Before you finish, make sure every line below has been written out exactly.

══════════════════════════════

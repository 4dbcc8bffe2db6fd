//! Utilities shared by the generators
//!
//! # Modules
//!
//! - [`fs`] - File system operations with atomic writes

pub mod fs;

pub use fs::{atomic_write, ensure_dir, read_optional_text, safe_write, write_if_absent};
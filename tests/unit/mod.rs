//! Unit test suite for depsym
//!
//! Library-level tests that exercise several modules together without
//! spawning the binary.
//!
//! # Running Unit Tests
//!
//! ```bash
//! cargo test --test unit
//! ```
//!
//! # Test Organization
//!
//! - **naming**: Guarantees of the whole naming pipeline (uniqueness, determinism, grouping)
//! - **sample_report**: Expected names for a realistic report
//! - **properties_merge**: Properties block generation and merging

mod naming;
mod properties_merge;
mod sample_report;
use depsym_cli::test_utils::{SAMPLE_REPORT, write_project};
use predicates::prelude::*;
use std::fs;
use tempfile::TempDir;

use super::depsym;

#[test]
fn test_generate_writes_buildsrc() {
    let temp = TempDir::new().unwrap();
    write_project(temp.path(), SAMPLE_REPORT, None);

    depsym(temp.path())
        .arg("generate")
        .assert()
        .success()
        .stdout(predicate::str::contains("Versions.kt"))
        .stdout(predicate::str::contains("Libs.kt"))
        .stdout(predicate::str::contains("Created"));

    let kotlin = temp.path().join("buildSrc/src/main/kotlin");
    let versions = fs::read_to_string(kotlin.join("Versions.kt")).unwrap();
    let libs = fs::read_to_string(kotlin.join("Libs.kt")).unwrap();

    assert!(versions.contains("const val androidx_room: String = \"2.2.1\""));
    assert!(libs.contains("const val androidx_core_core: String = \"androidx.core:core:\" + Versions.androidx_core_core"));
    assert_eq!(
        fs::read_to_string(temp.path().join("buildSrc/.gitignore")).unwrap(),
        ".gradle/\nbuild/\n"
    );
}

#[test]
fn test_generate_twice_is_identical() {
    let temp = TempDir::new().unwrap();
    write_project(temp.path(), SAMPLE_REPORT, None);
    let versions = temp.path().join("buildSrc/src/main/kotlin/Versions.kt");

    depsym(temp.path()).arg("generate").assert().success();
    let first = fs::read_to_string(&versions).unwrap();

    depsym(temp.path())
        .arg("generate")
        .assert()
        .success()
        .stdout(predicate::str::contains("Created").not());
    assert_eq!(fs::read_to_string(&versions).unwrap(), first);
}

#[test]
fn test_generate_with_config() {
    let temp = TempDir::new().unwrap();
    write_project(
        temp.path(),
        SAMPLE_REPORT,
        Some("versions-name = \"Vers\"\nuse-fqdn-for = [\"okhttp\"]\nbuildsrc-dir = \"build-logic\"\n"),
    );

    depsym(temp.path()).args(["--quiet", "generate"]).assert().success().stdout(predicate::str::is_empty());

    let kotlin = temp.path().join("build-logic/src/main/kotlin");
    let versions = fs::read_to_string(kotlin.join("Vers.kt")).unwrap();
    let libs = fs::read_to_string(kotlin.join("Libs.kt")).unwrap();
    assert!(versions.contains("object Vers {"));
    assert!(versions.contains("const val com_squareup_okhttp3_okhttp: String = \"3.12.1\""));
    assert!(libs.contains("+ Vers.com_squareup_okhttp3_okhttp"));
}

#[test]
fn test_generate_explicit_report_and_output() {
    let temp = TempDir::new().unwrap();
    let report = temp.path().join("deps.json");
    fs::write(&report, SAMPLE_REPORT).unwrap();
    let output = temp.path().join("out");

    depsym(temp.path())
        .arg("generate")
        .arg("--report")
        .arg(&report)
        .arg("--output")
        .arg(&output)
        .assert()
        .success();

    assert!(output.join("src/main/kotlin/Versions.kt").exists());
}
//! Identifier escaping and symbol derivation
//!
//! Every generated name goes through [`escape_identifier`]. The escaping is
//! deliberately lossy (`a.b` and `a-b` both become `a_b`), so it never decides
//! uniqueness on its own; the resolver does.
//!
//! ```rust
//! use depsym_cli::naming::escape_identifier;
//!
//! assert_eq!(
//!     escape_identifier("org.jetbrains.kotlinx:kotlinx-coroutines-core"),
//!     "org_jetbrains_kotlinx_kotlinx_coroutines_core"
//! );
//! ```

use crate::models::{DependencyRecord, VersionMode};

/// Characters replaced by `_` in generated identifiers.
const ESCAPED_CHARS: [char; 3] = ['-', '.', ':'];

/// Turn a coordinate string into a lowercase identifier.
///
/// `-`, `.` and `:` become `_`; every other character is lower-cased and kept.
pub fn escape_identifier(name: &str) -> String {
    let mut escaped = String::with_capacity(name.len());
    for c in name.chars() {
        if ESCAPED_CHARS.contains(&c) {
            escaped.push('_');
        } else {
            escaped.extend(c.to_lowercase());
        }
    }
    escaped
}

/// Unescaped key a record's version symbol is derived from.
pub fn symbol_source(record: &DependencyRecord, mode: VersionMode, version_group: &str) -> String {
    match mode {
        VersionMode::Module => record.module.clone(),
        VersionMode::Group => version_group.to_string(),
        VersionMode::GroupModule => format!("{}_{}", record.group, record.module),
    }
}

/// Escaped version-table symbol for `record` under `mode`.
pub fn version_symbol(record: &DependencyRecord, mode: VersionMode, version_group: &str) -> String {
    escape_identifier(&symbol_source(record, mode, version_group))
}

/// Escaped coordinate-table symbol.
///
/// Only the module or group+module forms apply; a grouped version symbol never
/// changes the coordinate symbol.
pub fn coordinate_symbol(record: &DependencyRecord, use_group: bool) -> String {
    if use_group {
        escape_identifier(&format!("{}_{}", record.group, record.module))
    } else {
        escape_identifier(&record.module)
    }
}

══════════════════════════════

• _Task response_
repository 4dbcc8bffe2db6fd
//! Utilities shared by the generators
//!
//! # Modules
//!
//! - [`fs`] - File system operations with atomic writes

pub mod fs;

pub use fs::{atomic_write, ensure_dir, read_optional_text, safe_write, write_if_absent};
filename tests/unit/mod.rs
//! Unit test suite for depsym
//!
//! Library-level tests that exercise several modules together without
//! spawning the binary.
//!
//! # Running Unit Tests
//!
//! ```bash
//! cargo test --test unit
//! ```
//!
//! # Test Organization
//!
//! - **naming**: Guarantees of the whole naming pipeline (uniqueness, determinism, grouping)
//! - **sample_report**: Expected names for a realistic report
//! - **properties_merge**: Properties block generation and merging

mod naming;
mod properties_merge;
mod sample_report;
use depsym_cli::test_utils::{SAMPLE_REPORT, write_project};
use predicates::prelude::*;
use std::fs;
use tempfile::TempDir;

use super::depsym;

#[test]
fn test_generate_writes_buildsrc() {
    let temp = TempDir::new().unwrap();
    write_project(temp.path(), SAMPLE_REPORT, None);

    depsym(temp.path())
        .arg("generate")
        .assert()
        .success()
        .stdout(predicate::str::contains("Versions.kt"))
        .stdout(predicate::str::contains("Libs.kt"))
        .stdout(predicate::str::contains("Created"));

    let kotlin = temp.path().join("buildSrc/src/main/kotlin");
    let versions = fs::read_to_string(kotlin.join("Versions.kt")).unwrap();
    let libs = fs::read_to_string(kotlin.join("Libs.kt")).unwrap();

    assert!(versions.contains("const val androidx_room: String = \"2.2.1\""));
    assert!(libs.contains("const val androidx_core_core: String = \"androidx.core:core:\" + Versions.androidx_core_core"));
    assert_eq!(
        fs::read_to_string(temp.path().join("buildSrc/.gitignore")).unwrap(),
        ".gradle/\nbuild/\n"
    );
}

#[test]
fn test_generate_twice_is_identical() {
    let temp = TempDir::new().unwrap();
    write_project(temp.path(), SAMPLE_REPORT, None);
    let versions = temp.path().join("buildSrc/src/main/kotlin/Versions.kt");

    depsym(temp.path()).arg("generate").assert().success();
    let first = fs::read_to_string(&versions).unwrap();

    depsym(temp.path())
        .arg("generate")
        .assert()
        .success()
        .stdout(predicate::str::contains("Created").not());
    assert_eq!(fs::read_to_string(&versions).unwrap(), first);
}

#[test]
fn test_generate_with_config() {
    let temp = TempDir::new().unwrap();
    write_project(
        temp.path(),
        SAMPLE_REPORT,
        Some("versions-name = \"Vers\"\nuse-fqdn-for = [\"okhttp\"]\nbuildsrc-dir = \"build-logic\"\n"),
    );

    depsym(temp.path()).args(["--quiet", "generate"]).assert().success().stdout(predicate::str::is_empty());

    let kotlin = temp.path().join("build-logic/src/main/kotlin");
    let versions = fs::read_to_string(kotlin.join("Vers.kt")).unwrap();
    let libs = fs::read_to_string(kotlin.join("Libs.kt")).unwrap();
    assert!(versions.contains("object Vers {"));
    assert!(versions.contains("const val com_squareup_okhttp3_okhttp: String = \"3.12.1\""));
    assert!(libs.contains("+ Vers.com_squareup_okhttp3_okhttp"));
}

#[test]
fn test_generate_explicit_report_and_output() {
    let temp = TempDir::new().unwrap();
    let report = temp.path().join("deps.json");
    fs::write(&report, SAMPLE_REPORT).unwrap();
    let output = temp.path().join("out");

    depsym(temp.path())
        .arg("generate")
        .arg("--report")
        .arg(&report)
        .arg("--output")
        .arg(&output)
        .assert()
        .success();

    assert!(output.join("src/main/kotlin/Versions.kt").exists());
}
//! Identifier escaping and symbol derivation
//!
//! Every generated name goes through [`escape_identifier`]. The escaping is
//! deliberately lossy (`a.b` and `a-b` both become `a_b`), so it never decides
//! uniqueness on its own; the resolver does.
//!
//! ```rust
//! use depsym_cli::naming::escape_identifier;
//!
//! assert_eq!(
//!     escape_identifier("org.jetbrains.kotlinx:kotlinx-coroutines-core"),
//!     "org_jetbrains_kotlinx_kotlinx_coroutines_core"
//! );
//! ```

use crate::models::{DependencyRecord, VersionMode};

/// Characters replaced by `_` in generated identifiers.
const ESCAPED_CHARS: [char; 3] = ['-', '.', ':'];

/// Turn a coordinate string into a lowercase identifier.
///
/// `-`, `.` and `:` become `_`; every other character is lower-cased and kept.
pub fn escape_identifier(name: &str) -> String {
    let mut escaped = String::with_capacity(name.len());
    for c in name.chars() {
        if ESCAPED_CHARS.contains(&c) {
            escaped.push('_');
        } else {
            escaped.extend(c.to_lowercase());
        }
    }
    escaped
}

/// Unescaped key a record's version symbol is derived from.
pub fn symbol_source(record: &DependencyRecord, mode: VersionMode, version_group: &str) -> String {
    match mode {
        VersionMode::Module => record.module.clone(),
        VersionMode::Group => version_group.to_string(),
        VersionMode::GroupModule => format!("{}_{}", record.group, record.module),
    }
}

/// Escaped version-table symbol for `record` under `mode`.
pub fn version_symbol(record: &DependencyRecord, mode: VersionMode, version_group: &str) -> String {
    escape_identifier(&symbol_source(record, mode, version_group))
}

/// Escaped coordinate-table symbol.
///
/// Only the module or group+module forms apply; a grouped version symbol never
/// changes the coordinate symbol.
pub fn coordinate_symbol(record: &DependencyRecord, use_group: bool) -> String {
    if use_group {
        escape_identifier(&format!("{}_{}", record.group, record.module))
    } else {
        escape_identifier(&record.module)
    }
}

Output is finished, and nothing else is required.